Hello, and good morning, afternoon, and evening wherever you are.

Five months from now, the International Week of Happiness at Work begins.

That might still feel comfortably distant. But if your experience is anything like mine, September has a way of arriving before you are ready. And the conversations worth having, the ones that actually shift something in a team or an organisation, rarely happen in a single week. They tend to grow gradually, through small moments of attention paid over time.

So this is a good moment to slow down and look honestly at where things stand.

What the Research Is Telling Us

Gallup released its State of the Global Workplace 2026 report earlier this year, and the headline is worth sitting with.

Global employee engagement has dropped to 20 percent. That is the second consecutive year of decline, and the lowest level since 2020. Each percentage point represents roughly 21 million employees worldwide. Low engagement cost the global economy approximately 10 trillion dollars in lost productivity last year, which amounts to around 9 percent of global GDP.

The numbers are striking. But for me, what stands out is what they point to.

The Gallup report describes engagement as a measure of the psychological attachment workers have to their work, their team, and their employer. When that attachment weakens, people are still present, still completing tasks. But something essential is missing. And that something is not easily fixed by a policy change or a wellbeing programme.

It is fixed, slowly and imperfectly, by attention. By leadership that notices. By cultures that allow people to feel genuinely seen, heard, and valued.

"What makes people feel happy is when they are seen, they are heard, and they are appreciated. There is not a single person alive that does not feel happy when those three things are present." -- Patty Pick-Franke, Habitmasters

A Conversation We Had on International Day of Happiness

On March 20, we gathered a panel for a live conversation on International Day of Happiness. The theme was social media and happiness. The question underneath it was simpler and perhaps more uncomfortable: what are we choosing to amplify?

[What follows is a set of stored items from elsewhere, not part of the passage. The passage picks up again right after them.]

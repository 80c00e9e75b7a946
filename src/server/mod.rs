//! Server Module
//!
//! TCP accept loop, shared handler state, and the worker-pool dispatcher
//! feeding connections into the store.

mod connection;
mod dispatcher;

pub use connection::handle_connection;
pub use dispatcher::{Dispatcher, QueueDepth, DISPATCH_QUEUE_CAPACITY};

use std::future::Future;
use std::sync::Arc;

use tokio::net::{TcpListener, TcpStream};
use tracing::{debug, info, warn};

use crate::cache::{ShardedStore, StoreOptions};
use crate::config::Config;

// == Server State ==
/// State shared by every connection handler.
///
/// The store is the only resource shared across workers; it is referenced,
/// never copied, and all mutation goes through its shard-local locks.
#[derive(Clone)]
pub struct ServerState {
    /// The one shared sharded store
    pub store: Arc<ShardedStore>,
    /// Password required by the AUTH handshake; None disables auth
    pub auth_password: Option<String>,
    /// Dispatch queue depth gauge, sampled by the STATS command
    pub queue_depth: QueueDepth,
}

impl ServerState {
    /// Creates a new ServerState around an existing store.
    pub fn new(store: Arc<ShardedStore>, auth_password: Option<String>) -> Self {
        Self {
            store,
            auth_password,
            queue_depth: QueueDepth::default(),
        }
    }

    /// Creates a new ServerState from configuration.
    pub fn from_config(config: &Config) -> Self {
        let store = ShardedStore::new(StoreOptions {
            shard_count: config.shard_count,
            shard_capacity: config.shard_capacity,
        });
        Self::new(Arc::new(store), config.auth_password.clone())
    }
}

// == Dispatcher Wiring ==
/// Spawns the worker pool, wiring each worker to the connection handler.
///
/// The dispatcher shares the state's queue depth gauge so STATS replies
/// can report it.
pub fn spawn_dispatcher(state: &ServerState, worker_count: usize) -> Dispatcher<TcpStream> {
    let depth = state.queue_depth.clone();
    let state = state.clone();

    Dispatcher::new(
        worker_count,
        DISPATCH_QUEUE_CAPACITY,
        depth,
        move |stream: TcpStream| {
            let state = state.clone();
            async move { handle_connection(stream, state).await }
        },
    )
}

// == Accept Loop ==
/// Accepts inbound connections and submits them to the worker pool until
/// the shutdown future resolves, then drains the pool.
///
/// A full dispatch queue suspends this loop (backpressure) rather than
/// dropping connections.
pub async fn serve(
    listener: TcpListener,
    dispatcher: Dispatcher<TcpStream>,
    shutdown: impl Future<Output = ()>,
) {
    tokio::pin!(shutdown);

    loop {
        tokio::select! {
            accepted = listener.accept() => match accepted {
                Ok((stream, peer)) => {
                    debug!("accepted connection from {}", peer);
                    dispatcher.submit(stream).await;
                }
                Err(err) => warn!("failed to accept connection: {}", err),
            },
            _ = &mut shutdown => {
                info!("shutdown signal received, draining worker pool");
                break;
            }
        }
    }

    dispatcher.shutdown().await;
}

#[cfg(test)]
mod tests {
    use super::*;

    #[test]
    fn test_state_from_config() {
        let config = Config {
            shard_count: 4,
            shard_capacity: 8,
            auth_password: Some("secret".to_string()),
            ..Config::default()
        };

        let state = ServerState::from_config(&config);
        assert_eq!(state.store.shard_count(), 4);
        assert_eq!(state.auth_password.as_deref(), Some("secret"));
        assert_eq!(state.queue_depth.get(), 0);
    }

    #[test]
    fn test_state_from_config_invalid_values_use_defaults() {
        let config = Config {
            shard_count: 0,
            shard_capacity: 0,
            ..Config::default()
        };

        let state = ServerState::from_config(&config);
        assert_eq!(state.store.shard_count(), 16);
    }
}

Our guests brought different perspectives.

Skúli Bragi Geirdal, Head of the Icelandic Safer Internet Center, works with everyone from six-year-olds to university students to senior citizens, helping people develop healthier relationships with the digital world. His central point was about attention as a product.

"Our attention is a product. There is a huge competition around getting and grabbing it constantly. The things that work best are the ones that play with emotions."

Linda Carlisle, a Communications and Culture Advisor, spoke about the exhaustion many of us feel from constant negativity online, and how she has started deliberately shaping her own algorithm by engaging with the positive content she wants to see more of. It is a small act of agency, but it is also a reminder that we are not entirely without influence.

Patty Pick-Franke of Habitmasters challenged us to move from being consumers to creators. To put positive stories out into the world, not because it feels nice, but because our brains need five times more positive input than negative just to register on the same level.

What emerged from that conversation was something that applies as much to workplaces as it does to social media. We shape our environments through what we choose to notice and amplify. That is as true in a team meeting as it is in a social media feed.

The Manager Question

One of the most important findings in the Gallup report is what is happening to managers specifically.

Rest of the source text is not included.